◆ **WHAT TO PRODUCE**: Go through the lines below and count those that contain "PgPool"; the number is all that should be returned.

---- AVAILABLE RECORDS

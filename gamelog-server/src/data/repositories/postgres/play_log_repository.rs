use async_trait::async_trait;
use chrono::{DateTime, Utc};
use sqlx::PgPool;
use tracing::error;

use crate::data::play_log_repository::{NewPlayLog, PlayLogRepository};
use crate::domain::error::DomainError;
use crate::domain::play_log::PlayLog;

#[derive(Debug, Clone)]
pub(crate) struct PostgresPlayLogRepository {
    pool: PgPool,
}

impl PostgresPlayLogRepository {
    pub(crate) fn new(pool: PgPool) -> Self {
        Self { pool }
    }
}

#[derive(sqlx::FromRow)]
struct PlayLogRow {
    id: i64,
    post_id: i64,
    content: String,
    created_at: DateTime<Utc>,
    updated_at: DateTime<Utc>,
}

impl From<PlayLogRow> for PlayLog {
    fn from(row: PlayLogRow) -> Self {
        Self {
            id: row.id,
            post_id: row.post_id,
            content: row.content,
            created_at: row.created_at,
            updated_at: row.updated_at,
        }
    }
}

#[async_trait]
impl PlayLogRepository for PostgresPlayLogRepository {
    async fn create_play_log(&self, input: NewPlayLog) -> Result<PlayLog, DomainError> {
        let row = sqlx::query_as::<_, PlayLogRow>(
            r#"
            INSERT INTO play_logs (post_id, content)
            VALUES ($1, $2)
            RETURNING id, post_id, content, created_at, updated_at
            "#,
        )
        .bind(input.post_id)
        .bind(&input.content)
        .fetch_one(&self.pool)
        .await
        .map_err(|err| map_play_log_db_error(err, input.post_id))?;

        Ok(row.into())
    }

    async fn list_for_post(&self, post_id: i64) -> Result<Vec<PlayLog>, DomainError> {
        let rows = sqlx::query_as::<_, PlayLogRow>(
            r#"
            SELECT id, post_id, content, created_at, updated_at
            FROM play_logs
            WHERE post_id = $1
            ORDER BY created_at DESC, id DESC
            "#,
        )
        .bind(post_id)
        .fetch_all(&self.pool)
        .await
        .map_err(|err| map_play_log_db_error(err, post_id))?;

        Ok(rows.into_iter().map(PlayLog::from).collect())
    }
}

fn map_play_log_db_error(err: sqlx::Error, post_id: i64) -> DomainError {
    if let sqlx::Error::Database(db_err) = &err
        && db_err.code().as_deref() == Some("23503")
    {
        return DomainError::NotFound(format!("post id: {post_id}"));
    }
    error!(error = %err, post_id, "play log query failed");
    DomainError::Unexpected(err.to_string())
}

#[cfg(test)]
mod tests {
    use sqlx::PgPool;

    use super::PostgresPlayLogRepository;
    use crate::data::play_log_repository::{NewPlayLog, PlayLogRepository};
    use crate::domain::error::DomainError;

    #[sqlx::test(migrations = "./migrations")]
    #[ignore = "requires DATABASE_URL pointing at a PostgreSQL server"]
    async fn log_for_missing_post_is_not_found(pool: PgPool) {
        let repo = PostgresPlayLogRepository::new(pool);
        let err = repo
            .create_play_log(NewPlayLog {
                post_id: 12345,
                content: "orphan".to_string(),
            })
            .await
            .expect_err("missing post must fail");
        assert!(matches!(err, DomainError::NotFound(_)));
    }
}
use std::sync::Arc;

use tracing::info;

use crate::data::play_log_repository::{NewPlayLog, PlayLogRepository};
use crate::domain::error::DomainError;
use crate::domain::play_log::{CreatePlayLogRequest, PlayLog};

pub(crate) struct PlayLogService {
    repo: Arc<dyn PlayLogRepository>,
}

impl PlayLogService {
    pub(crate) fn new(repo: Arc<dyn PlayLogRepository>) -> Self {
        Self { repo }
    }

    pub(crate) async fn create_play_log(
        &self,
        req: CreatePlayLogRequest,
    ) -> Result<PlayLog, DomainError> {
        let req = req.validate()?;
        let log = self
            .repo
            .create_play_log(NewPlayLog {
                post_id: req.post_id,
                content: req.content,
            })
            .await?;
        info!(play_log_id = log.id, post_id = log.post_id, "play log added");
        Ok(log)
    }
}

#[cfg(test)]
mod tests {
    use std::sync::{Arc, Mutex};

    use async_trait::async_trait;
    use chrono::Utc;

    use super::PlayLogService;
    use crate::data::play_log_repository::{NewPlayLog, PlayLogRepository};
    use crate::domain::error::DomainError;
    use crate::domain::play_log::{CreatePlayLogRequest, PlayLog};

    #[derive(Clone, Default)]
    struct FakePlayLogRepo {
        known_posts: Arc<Mutex<Vec<i64>>>,
        created_input: Arc<Mutex<Option<NewPlayLog>>>,
    }

    #[async_trait]
    impl PlayLogRepository for FakePlayLogRepo {
        async fn create_play_log(&self, input: NewPlayLog) -> Result<PlayLog, DomainError> {
            let known = self
                .known_posts
                .lock()
                .expect("known_posts mutex poisoned")
                .contains(&input.post_id);
            if !known {
                return Err(DomainError::NotFound(format!("post id: {}", input.post_id)));
            }
            *self
                .created_input
                .lock()
                .expect("created_input mutex poisoned") = Some(input.clone());
            let now = Utc::now();
            Ok(PlayLog {
                id: 1,
                post_id: input.post_id,
                content: input.content,
                created_at: now,
                updated_at: now,
            })
        }

        async fn list_for_post(&self, _post_id: i64) -> Result<Vec<PlayLog>, DomainError> {
            Ok(Vec::new())
        }
    }

    #[tokio::test]
    async fn create_play_log_passes_trimmed_content() {
        let repo = FakePlayLogRepo::default();
        repo.known_posts
            .lock()
            .expect("known_posts mutex poisoned")
            .push(2);
        let service = PlayLogService::new(Arc::new(repo.clone()));

        let log = service
            .create_play_log(CreatePlayLogRequest {
                post_id: 2,
                content: "  Beat Malenia.  ".to_string(),
            })
            .await
            .expect("create must succeed");
        assert_eq!(log.post_id, 2);
        assert_eq!(log.content, "Beat Malenia.");
    }

    #[tokio::test]
    async fn create_play_log_for_missing_post_is_not_found() {
        let repo = FakePlayLogRepo::default();
        let service = PlayLogService::new(Arc::new(repo.clone()));

        let err = service
            .create_play_log(CreatePlayLogRequest {
                post_id: 99,
                content: "entry".to_string(),
            })
            .await
            .expect_err("missing post must fail");
        assert!(matches!(err, DomainError::NotFound(_)));
    }

    #[tokio::test]
    async fn create_play_log_rejects_empty_content_before_repo() {
        let repo = FakePlayLogRepo::default();
        let service = PlayLogService::new(Arc::new(repo.clone()));

        let err = service
            .create_play_log(CreatePlayLogRequest {
                post_id: 2,
                content: "   ".to_string(),
            })
            .await
            .expect_err("empty content must fail");
        assert!(matches!(err, DomainError::Validation { field: "content", .. }));
        assert!(
            repo.created_input
                .lock()
                .expect("created_input mutex poisoned")
                .is_none()
        );
    }
}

--------

◆ **RESULT**: 5